El 14 de marzo de este dramático dos mil veinte, en pleno inicio de la crisis del coronavirus en San Luis Potosí, se lanzaba después de cuarenta y ocho años, un cohete en Cabo Tuna. El municipio de Charcas sería el testigo de esta histórica fecha, pues el cohete de combustible sólido Fénix 2, es uno de nueva generación que recupera el proceso histórico en el diseño de cohetes en el país y en especial en nuestro estado.

El cohete fue desarrollado por el Instituto Mexicano del Espacio Ultraterrestre y el Instituto de Física de la Universidad Autónoma de San Luis Potosí, con ello Cabo Tuna vuelve a marcar hitos en la historia de la ciencia y tecnología mexicana.

El programa Cabo Tuna inició en 1957 en la Universidad Autónoma de San Luis Potosí, con el lanzamiento del primer cohete diseñado y construido en México, el Física I, lanzado el 28 de diciembre de 1957. El programa tuvo un receso en 1972 y cuarenta y seis años después reinicia con el nuevo programa “Cabo Tuna, hacia un programa espacial mexicano”, impulsado por el Instituto de Física de la UASLP y el Instituto Mexicano del Espacio Ultraterrestre.

El cohete lanzado en Charcas lleva el nombre de Cohete Fénix I-2 “Alejandro Pedroza Meléndez”. Dedicado al Dr. Alejandro Pedroza Meléndez, por su contribución al desarrollo del área aeroespacial en México, así como a la tecnología mexicana.

Alejandro Pedroza Meléndez es un científico mexicano nacido en Villa de Arriaga, San Luis Potosí, se formó en el Instituto Politécnico Nacional y posteriormente ingresó como investigador en la Benemérita Universidad Autónoma de Puebla donde fundó el Laboratorio de Semiconductores, ahí, bajo su dirección, se construyeron una gran cantidad de dispositivos biomédicos y donde se desarrollaron las primeras celdas solares con calidad espacial en el país. Fundó además el Laboratorio de Microelectrónica, que fue un referente para el desarrollo de la microelectrónica en México; en dicho laboratorio se diseñó y construyó con tecnología nacional, la instrumentación necesaria para la fabricación de microcircuitos. Después se creó la sección de bioelectrónica para aplicarlos a instrumentos médicos.
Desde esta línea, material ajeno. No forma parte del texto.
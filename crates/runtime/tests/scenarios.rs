//! End-to-end scenarios driven through the virtual clock: straight lines,
//! backpressure, feed hold, hard limits, and homing.

use motion::{ExecFlags, FeedRate, MachineState, PlannerConfig, N_AXIS};
use runtime::{Machine, MachineError};
use stepper::StepperConfig;

const MAX_EVENTS: u64 = 50_000_000;

fn make_machine(auto_start: bool) -> Machine {
    let planner_cfg = PlannerConfig {
        steps_per_mm: [100.0; N_AXIS],
        acceleration: [36_000.0; N_AXIS], // 10 mm/s²
        junction_deviation: 0.05,
    };
    let stepper_cfg = StepperConfig::default();
    let mut machine = Machine::new(planner_cfg, stepper_cfg);
    machine.boot(false);
    machine.sys.auto_start = auto_start;
    machine
}

#[test]
fn single_axis_straight_line_executes_exact_steps() {
    let mut machine = make_machine(true);
    machine.timer.log_periods = true;

    machine
        .plan_line([10.0, 0.0, 0.0], FeedRate::UnitsPerMinute(600.0))
        .unwrap();
    machine.run_until_idle(MAX_EVENTS).unwrap();

    // 10 mm at 100 steps/mm: exactly 1000 step events on X, nothing else.
    assert_eq!(machine.port.pulses, [1000, 0, 0]);
    assert_eq!(machine.port.position, [1000, 0, 0]);
    assert_eq!(machine.sys.position, [1000, 0, 0]);
    assert_eq!(machine.state(), MachineState::Idle);

    // The profile just touches nominal speed: 600 mm/min → 60000
    // steps/min → a 16000-cycle reload, give or take one rate_delta of
    // tick discretization at the degenerate accel/decel boundary.
    let min_period = machine.timer.period_log.iter().copied().min().unwrap();
    assert!(
        (16_000..=16_400).contains(&min_period),
        "min period {min_period}"
    );
}

#[test]
fn cruise_phase_snaps_to_the_exact_nominal_rate() {
    let mut machine = make_machine(true);
    machine.timer.log_periods = true;

    // Long enough for a real cruise region.
    machine
        .plan_line([20.0, 0.0, 0.0], FeedRate::UnitsPerMinute(600.0))
        .unwrap();
    machine.run_until_idle(MAX_EVENTS).unwrap();

    let min_period = machine.timer.period_log.iter().copied().min().unwrap();
    assert_eq!(min_period, 16_000, "60·F_CPU/rate for the nominal rate");
}

#[test]
fn two_block_corner_preserves_exact_counts() {
    let mut machine = make_machine(true);

    machine
        .plan_line([20.0, 0.0, 0.0], FeedRate::UnitsPerMinute(1200.0))
        .unwrap();
    machine
        .plan_line([20.0, 20.0, 0.0], FeedRate::UnitsPerMinute(1200.0))
        .unwrap();
    machine.run_until_idle(MAX_EVENTS).unwrap();

    assert_eq!(machine.sys.position, [2000, 2000, 0]);
    assert_eq!(machine.port.position, [2000, 2000, 0]);
    assert_eq!(machine.port.pulses, [2000, 2000, 0]);
}

#[test]
fn backpressure_drains_through_the_stepper() {
    let mut machine = make_machine(true);

    // Far more segments than the buffer holds; every append must
    // eventually return by draining in virtual time.
    for i in 1..=40 {
        machine
            .plan_line([i as f32, 0.0, 0.0], FeedRate::UnitsPerMinute(900.0))
            .unwrap();
    }
    machine.run_until_idle(MAX_EVENTS).unwrap();

    assert_eq!(machine.sys.position, [4000, 0, 0]);
    assert_eq!(machine.port.position, [4000, 0, 0]);
}

#[test]
fn blocked_append_waits_for_cycle_start() {
    let mut machine = make_machine(false);
    let flags = machine.flags();

    // A parked producer only unblocks when someone issues cycle start.
    let trigger = std::thread::spawn(move || {
        std::thread::sleep(std::time::Duration::from_millis(50));
        flags.set(ExecFlags::CYCLE_START);
    });

    for i in 1..=motion::BLOCK_BUFFER_SIZE + 4 {
        machine
            .plan_line([i as f32, 0.0, 0.0], FeedRate::UnitsPerMinute(900.0))
            .unwrap();
    }
    trigger.join().unwrap();
    machine.run_until_idle(MAX_EVENTS).unwrap();

    let total = (motion::BLOCK_BUFFER_SIZE as i32 + 4) * 100;
    assert_eq!(machine.sys.position, [total, 0, 0]);
}

#[test]
fn feed_hold_mid_block_then_resume_completes_exactly() {
    let mut machine = make_machine(true);
    machine.timer.log_periods = true;

    machine
        .plan_line([100.0, 0.0, 0.0], FeedRate::UnitsPerMinute(1000.0))
        .unwrap();

    // Let roughly 200 step events through, then pull the hold.
    let mut guard = 0;
    while machine.port.position[0] < 200 {
        assert!(machine.dispatch_next(), "stepper idled early");
        guard += 1;
        assert!(guard < 1_000_000);
    }
    let hold_mark = machine.timer.period_log.len();
    machine.flags().set(ExecFlags::FEED_HOLD);
    machine.service_pending();
    assert_eq!(machine.state(), MachineState::Hold);

    machine.run_until_idle(MAX_EVENTS).unwrap();
    assert_eq!(machine.state(), MachineState::Hold);
    assert!(machine.is_hold_complete());
    assert!(machine.sys.position[0] < 10_000);

    // The rate only ever fell once the hold was in force.
    let hold_periods = &machine.timer.period_log[hold_mark..];
    assert!(hold_periods.windows(2).all(|w| w[1] >= w[0]));

    // Resume and finish: the path must be completed exactly.
    machine.flags().set(ExecFlags::CYCLE_START);
    machine.service_pending();
    machine.run_until_idle(MAX_EVENTS).unwrap();

    assert_eq!(machine.state(), MachineState::Idle);
    assert_eq!(machine.sys.position, [10_000, 0, 0]);
    assert_eq!(machine.port.position, [10_000, 0, 0]);
    assert_eq!(machine.port.pulses[0], 10_000);
}

#[test]
fn hold_resume_matches_uninterrupted_run() {
    let run = |hold_at: Option<i64>| -> ([i32; N_AXIS], [i64; N_AXIS]) {
        let mut machine = make_machine(true);
        machine
            .plan_line([30.0, 0.0, 0.0], FeedRate::UnitsPerMinute(900.0))
            .unwrap();
        machine
            .plan_line([30.0, 25.0, 0.0], FeedRate::UnitsPerMinute(900.0))
            .unwrap();

        if let Some(mark) = hold_at {
            while machine.port.position[0] < mark {
                assert!(machine.dispatch_next());
            }
            machine.flags().set(ExecFlags::FEED_HOLD);
            machine.service_pending();
            machine.run_until_idle(MAX_EVENTS).unwrap();
            assert!(machine.is_hold_complete());
            machine.flags().set(ExecFlags::CYCLE_START);
            machine.service_pending();
        }
        machine.run_until_idle(MAX_EVENTS).unwrap();
        (machine.sys.position, machine.port.position)
    };

    let (sys_plain, port_plain) = run(None);
    let (sys_held, port_held) = run(Some(1500));

    assert_eq!(sys_plain, [3000, 2500, 0]);
    assert_eq!(sys_plain, sys_held);
    assert_eq!(port_plain, port_held);
}

#[test]
fn hard_limit_latches_an_alarm() {
    let mut machine = make_machine(true);

    machine
        .plan_line([50.0, 0.0, 0.0], FeedRate::UnitsPerMinute(1200.0))
        .unwrap();
    for _ in 0..500 {
        assert!(machine.dispatch_next());
    }

    machine.trigger_hard_limit();
    assert!(!machine.timer.running, "stepper must disarm immediately");
    machine.service_pending();
    assert_eq!(machine.state(), MachineState::Alarm);
    assert_eq!(machine.take_alarm_message(), Some("Hard limit"));

    // All motion is rejected until the lock is lifted.
    let err = machine
        .plan_line([60.0, 0.0, 0.0], FeedRate::UnitsPerMinute(600.0))
        .unwrap_err();
    assert_eq!(err, MachineError::AlarmLock);

    machine.flags().set(ExecFlags::RESET_ALARM);
    machine.service_pending();
    assert_eq!(machine.state(), MachineState::Idle);
    machine
        .plan_line([1.0, 0.0, 0.0], FeedRate::UnitsPerMinute(600.0))
        .unwrap();
    machine.run_until_idle(MAX_EVENTS).unwrap();
    assert_eq!(machine.state(), MachineState::Idle);
}

#[test]
fn abort_mid_cycle_distrusts_position() {
    let mut machine = make_machine(true);
    machine
        .plan_line([50.0, 0.0, 0.0], FeedRate::UnitsPerMinute(1200.0))
        .unwrap();
    for _ in 0..200 {
        assert!(machine.dispatch_next());
    }

    machine.flags().set(ExecFlags::ABORT);
    machine.service_pending();

    assert_eq!(machine.state(), MachineState::Alarm);
    assert_eq!(machine.take_alarm_message(), Some("Abort during cycle"));
    assert!(machine.buffer.is_empty());
}

#[test]
fn abort_while_idle_stays_unlocked() {
    let mut machine = make_machine(true);
    machine.flags().set(ExecFlags::ABORT);
    machine.service_pending();
    assert_eq!(machine.state(), MachineState::Idle);
    assert_eq!(machine.take_alarm_message(), None);
}

#[test]
fn homing_pulls_off_and_rezeroes() {
    let mut machine = make_machine(true);
    machine.run_homing(1.0, 600.0, 0b001).unwrap();

    assert_eq!(machine.state(), MachineState::Idle);
    assert_eq!(machine.sys.position, [0, 0, 0]);
    // One millimeter of pull-off on each axis, X in the negative
    // direction per the homing direction mask.
    assert_eq!(machine.port.pulses, [100, 100, 100]);
    assert_eq!(machine.port.position[0], -100);
    assert_eq!(machine.port.position[1], 100);
}

#[test]
fn synchronize_drains_the_queue() {
    let mut machine = make_machine(true);
    for i in 1..=5 {
        machine
            .plan_line([i as f32 * 2.0, 0.0, 0.0], FeedRate::UnitsPerMinute(900.0))
            .unwrap();
    }
    machine.synchronize().unwrap();
    assert!(machine.buffer.is_empty());
    assert_eq!(machine.sys.position, [1000, 0, 0]);
}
A los microcircuitos fabricados en el Laboratorio se les dio una aplicación social inmediata en las primeras manos biónicas mexicanas, en los primeros estimuladores óseos mexicanos y en los primeros marcapasos mexicanos.

Alejandro Pedroza y su equipo desarrollaron los primeros microprocesadores en México, con los cuales fue construido el famoso Robot Pianista “Don Cuco el Guapo”, que en la década de los noventa visitó varias veces San Luis Potosí, ofreciendo conciertos en el Teatro de la Paz y en el teatro Carlos Amador, dentro de nuestros eventos de divulgación científica.

Fue director del programa de desarrollo del primer satélite experimental mexicano SATEX-I, donde participaron más de setenta investigadores de once instituciones de educación superior del país.

Alejandro ha recibido reconocimientos en su estado natal: Trayectoria de Éxito en el 2015 y Científicos Potosinos en 1994, en el marco del IV Congreso Nacional de Divulgación de la Ciencia que nos tocó organizar, aquí en San Luis Potosí.

Por toda esta labor en beneficio de la sociedad mexicana, por el camino de la ciencia y la tecnología, se le asignó su nombre al cohete Fénix que perturbara el apacible cielo del altiplano potosino hace siete meses.